** Opening Entries supplied block **

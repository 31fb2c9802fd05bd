use std::fmt;

/// Keyboard key identifier.
///
/// Only keys the engine's applications bind are named. Everything else maps
/// to `Key::Unknown` with the platform key code.
#[derive(Debug, Copy, Clone, Eq, PartialEq, Hash)]
pub enum Key {
    Escape,
    Space,
    R,

    /// Platform-dependent key not represented here.
    Unknown(u32),
}

#[derive(Debug, Copy, Clone, Eq, PartialEq)]
pub enum KeyState {
    Pressed,
    Released,
}

/// Mouse button identifier.
#[derive(Debug, Copy, Clone, Eq, PartialEq, Hash)]
pub enum MouseButton {
    Left,
    Right,
    Middle,
    Other(u16),
}

#[derive(Debug, Copy, Clone, Eq, PartialEq)]
pub enum MouseButtonState {
    Pressed,
    Released,
}

/// Mouse wheel delta.
///
/// `Line` corresponds to "scroll lines" style input; `Pixel` is high precision.
#[derive(Debug, Copy, Clone, PartialEq)]
pub enum MouseWheelDelta {
    Line { x: f32, y: f32 },
    Pixel { x: f32, y: f32 },
}

impl MouseWheelDelta {
    /// Vertical scroll in lines. Pixel deltas assume 20 px per line.
    pub fn lines_y(self) -> f32 {
        match self {
            Self::Line { y, .. } => y,
            Self::Pixel { y, .. } => y / 20.0,
        }
    }
}

/// Platform-agnostic input events emitted by the runtime.
#[derive(Debug, Clone, PartialEq)]
pub enum InputEvent {
    Key {
        key: Key,
        state: KeyState,
        /// True when event is a key-repeat.
        repeat: bool,
    },

    /// Pointer moved to `(x, y)` in physical pixels.
    PointerMoved { x: f32, y: f32 },

    PointerButton {
        button: MouseButton,
        state: MouseButtonState,
    },

    MouseWheel(MouseWheelDelta),

    /// Pointer left the window surface.
    PointerLeft,

    /// Window focus change.
    Focused(bool),
}

impl fmt::Display for Key {
    fn fmt(&self, f: &mut fmt::Formatter<'_>) -> fmt::Result {
        write!(f, "{:?}", self)
    }
}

** Closing Entries supplied block **

= Your goal =
Copy every line from the records above that contains the string "MouseButtonState".

= Task result =
pub enum MouseButtonState {
        state: MouseButtonState,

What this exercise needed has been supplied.